● WHAT THE TASK ASKS: A complete answer includes every line below with the word "impl".

[Stored data entries]
^^^^^^^^^^^^^^^^
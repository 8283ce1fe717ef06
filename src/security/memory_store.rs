//! In-process sliding-window store.
//!
//! Fallback for single-instance and development deployments. Keeps an
//! ordered timestamp list per key and prunes it on every check, with
//! an opportunistic full sweep so abandoned buckets do not accumulate
//! forever. Gives no protection behind a load balancer; production
//! refuses it via [`RateLimitStore::shared`].

use std::sync::Mutex;
use std::time::{Duration, Instant};

use async_trait::async_trait;
use dashmap::DashMap;

use crate::security::rate_limit::{RateLimitDecision, RateLimitError, RateLimitStore};

/// How often expired buckets are swept out of the map.
const SWEEP_INTERVAL: Duration = Duration::from_secs(5 * 60);

/// Sliding-window limiter over a concurrent map.
pub struct MemoryStore {
    buckets: DashMap<String, Vec<Instant>>,
    window: Duration,
    max_requests: u32,
    last_sweep: Mutex<Instant>,
}

impl MemoryStore {
    pub fn new(window: Duration, max_requests: u32) -> Self {
        Self {
            buckets: DashMap::new(),
            window,
            max_requests,
            last_sweep: Mutex::new(Instant::now()),
        }
    }

    /// Run the full sweep at most once per interval. Called on the
    /// request path, so the common case is a single mutex check.
    fn maybe_sweep(&self) {
        let now = Instant::now();
        {
            let mut last = self.last_sweep.lock().expect("sweep mutex poisoned");
            if now.duration_since(*last) < SWEEP_INTERVAL {
                return;
            }
            *last = now;
        }
        self.sweep(now);
    }

    /// Drop expired timestamps everywhere and remove empty buckets.
    fn sweep(&self, now: Instant) {
        self.buckets.retain(|_, timestamps| {
            timestamps.retain(|t| now.duration_since(*t) < self.window);
            !timestamps.is_empty()
        });
    }

    #[cfg(test)]
    fn bucket_count(&self) -> usize {
        self.buckets.len()
    }
}

#[async_trait]
impl RateLimitStore for MemoryStore {
    async fn check_and_consume(&self, key: &str) -> Result<RateLimitDecision, RateLimitError> {
        self.maybe_sweep();

        let now = Instant::now();
        // The entry guard serializes concurrent checks on the same key.
        let mut bucket = self.buckets.entry(key.to_string()).or_default();
        bucket.retain(|t| now.duration_since(*t) < self.window);

        if bucket.len() >= self.max_requests as usize {
            return Ok(RateLimitDecision::denied());
        }

        bucket.push(now);
        Ok(RateLimitDecision {
            allowed: true,
            remaining: self.max_requests - bucket.len() as u32,
        })
    }

    fn shared(&self) -> bool {
        false
    }
}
^^^^^^^^^^^^^^^^
● RESPONSE TO THIS EXERCISE:
impl MemoryStore {
impl RateLimitStore for MemoryStore {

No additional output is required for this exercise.